● **EXERCISE**
Below are some entries. Copy each line that holds the string "usize".

● **RECORDS TO USE**
use crate::Result;
use chrono::Utc;
use std::fs;
use std::io;
use std::path::{Path, PathBuf};

const BACKUP_TIMESTAMP_FORMAT: &str = "%Y%m%d-%H%M%S%.6f";

/// `<file>.tmp`, next to the destination so the rename stays on one filesystem
pub fn temp_path_for(path: &Path) -> PathBuf {
    let mut name = path.as_os_str().to_owned();
    name.push(".tmp");
    PathBuf::from(name)
}

/// Write `data` to `path` through a sibling temp file and a rename.
pub fn write_atomic(path: &Path, data: &[u8]) -> Result<()> {
    write_atomic_with(path, data, |from, to| fs::rename(from, to))
}

/// [`write_atomic`] with the final rename step supplied by the caller.
///
/// Whatever happens after the temp file is created, either the rename
/// succeeds or the temp file is removed and the destination is untouched.
pub fn write_atomic_with<F>(path: &Path, data: &[u8], rename: F) -> Result<()>
where
    F: FnOnce(&Path, &Path) -> io::Result<()>,
{
    let tmp = temp_path_for(path);
    if let Err(err) = fs::write(&tmp, data) {
        let _ = fs::remove_file(&tmp);
        return Err(err.into());
    }
    if let Err(err) = rename(&tmp, path) {
        let _ = fs::remove_file(&tmp);
        return Err(err.into());
    }
    Ok(())
}

/// Copy `path` to `<path>.backup.<timestamp>`. Returns `None` when there was
/// nothing to back up.
pub fn backup_file(path: &Path) -> Result<Option<PathBuf>> {
    if !path.exists() {
        return Ok(None);
    }
    let mut name = path.as_os_str().to_owned();
    name.push(format!(".backup.{}", Utc::now().format(BACKUP_TIMESTAMP_FORMAT)));
    let backup = PathBuf::from(name);
    fs::copy(path, &backup)?;
    Ok(Some(backup))
}
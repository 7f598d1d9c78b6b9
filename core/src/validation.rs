//! Pure input checks shared by storage and the session layer.

use crate::{Error, Result};
use std::path::{Component, Path, PathBuf};

pub const MAX_TITLE_LENGTH: usize = 200;
pub const MAX_CONTENT_LENGTH: usize = 10 * 1024 * 1024;
pub const MAX_TAG_LENGTH: usize = 50;
pub const MAX_TAGS_PER_NOTE: usize = 20;
pub const MAX_FILENAME_LENGTH: usize = 255;
pub const MAX_USERNAME_LENGTH: usize = 50;

const INVALID_FILENAME_PATTERNS: [&str; 10] = ["..", "/", "\\", ":", "*", "?", "\"", "<", ">", "|"];

pub fn validate_username(username: &str) -> Result<()> {
    if username.is_empty() {
        return Err(Error::Validation("username cannot be empty".to_string()));
    }
    if username.len() > MAX_USERNAME_LENGTH {
        return Err(Error::Validation(format!(
            "username too long (max {} characters)",
            MAX_USERNAME_LENGTH
        )));
    }
    if !username
        .chars()
        .all(|c| c.is_ascii_alphanumeric() || c == '_' || c == '-')
    {
        return Err(Error::Validation("username contains invalid characters".to_string()));
    }
    Ok(())
}

pub fn validate_title(title: &str) -> Result<()> {
    if title.trim().is_empty() {
        return Err(Error::Validation("title cannot be empty".to_string()));
    }
    if title.chars().count() > MAX_TITLE_LENGTH {
        return Err(Error::Validation(format!(
            "title too long (max {} characters)",
            MAX_TITLE_LENGTH
        )));
    }
    if title.contains("..") || title.contains('/') || title.contains('\\') {
        return Err(Error::Validation("title contains invalid characters".to_string()));
    }
    Ok(())
}

pub fn validate_content(content: &str) -> Result<()> {
    if content.len() > MAX_CONTENT_LENGTH {
        return Err(Error::Validation(format!(
            "content too long (max {} bytes)",
            MAX_CONTENT_LENGTH
        )));
    }
    Ok(())
}

pub fn validate_tag(tag: &str) -> Result<()> {
    let tag = tag.trim();
    if tag.is_empty() {
        return Err(Error::Validation("tag cannot be empty".to_string()));
    }
    if tag.chars().count() > MAX_TAG_LENGTH {
        return Err(Error::Validation(format!(
            "tag too long (max {} characters): {}",
            MAX_TAG_LENGTH, tag
        )));
    }
    if !tag
        .chars()
        .all(|c| c.is_ascii_alphanumeric() || c == '_' || c == '-' || c == ' ')
    {
        return Err(Error::Validation(format!("tag contains invalid characters: {}", tag)));
    }
    Ok(())
}

pub fn validate_tags(tags: &[String]) -> Result<()> {
    if tags.len() > MAX_TAGS_PER_NOTE {
        return Err(Error::Validation(format!(
            "too many tags (max {})",
            MAX_TAGS_PER_NOTE
        )));
    }
    tags.iter().try_for_each(|t| validate_tag(t))
}

/// Filenames generated for notes must be a single plain path component.
pub fn validate_filename(filename: &str) -> Result<()> {
    if filename.is_empty() {
        return Err(Error::PathSafety("filename cannot be empty".to_string()));
    }
    if let Some(bad) = INVALID_FILENAME_PATTERNS.iter().find(|p| filename.contains(**p)) {
        return Err(Error::PathSafety(format!(
            "filename contains invalid character: {}",
            bad
        )));
    }
    if filename.len() > MAX_FILENAME_LENGTH {
        return Err(Error::PathSafety(format!(
            "filename too long (max {} characters)",
            MAX_FILENAME_LENGTH
        )));
    }
    Ok(())
}

/// Resolve `path` against `root` and refuse anything that escapes it.
///
/// Purely lexical: `..` components are rejected outright rather than
/// normalised. `root` is expected to be canonical already.
pub fn ensure_within(root: &Path, path: &Path) -> Result<PathBuf> {
    let root = lexical_clean(root)?;
    let joined = if path.is_absolute() {
        path.to_path_buf()
    } else {
        root.join(path)
    };

    let clean = lexical_clean(&joined)?;
    if !clean.starts_with(&root) {
        return Err(Error::PathSafety(format!(
            "path outside workspace: {}",
            path.display()
        )));
    }
    Ok(clean)
}

fn lexical_clean(path: &Path) -> Result<PathBuf> {
    let mut clean = PathBuf::new();
    for component in path.components() {
        match component {
            Component::ParentDir => {
                return Err(Error::PathSafety(format!(
                    "path traversal detected: {}",
                    path.display()
                )))
            }
            Component::CurDir => {}
            other => clean.push(other.as_os_str()),
        }
    }
    Ok(clean)
}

● **ANSWER TO THIS TASK**
pub const MAX_TITLE_LENGTH: usize = 200;
pub const MAX_CONTENT_LENGTH: usize = 10 * 1024 * 1024;
pub const MAX_TAG_LENGTH: usize = 50;
pub const MAX_TAGS_PER_NOTE: usize = 20;
pub const MAX_FILENAME_LENGTH: usize = 255;
pub const MAX_USERNAME_LENGTH: usize = 50;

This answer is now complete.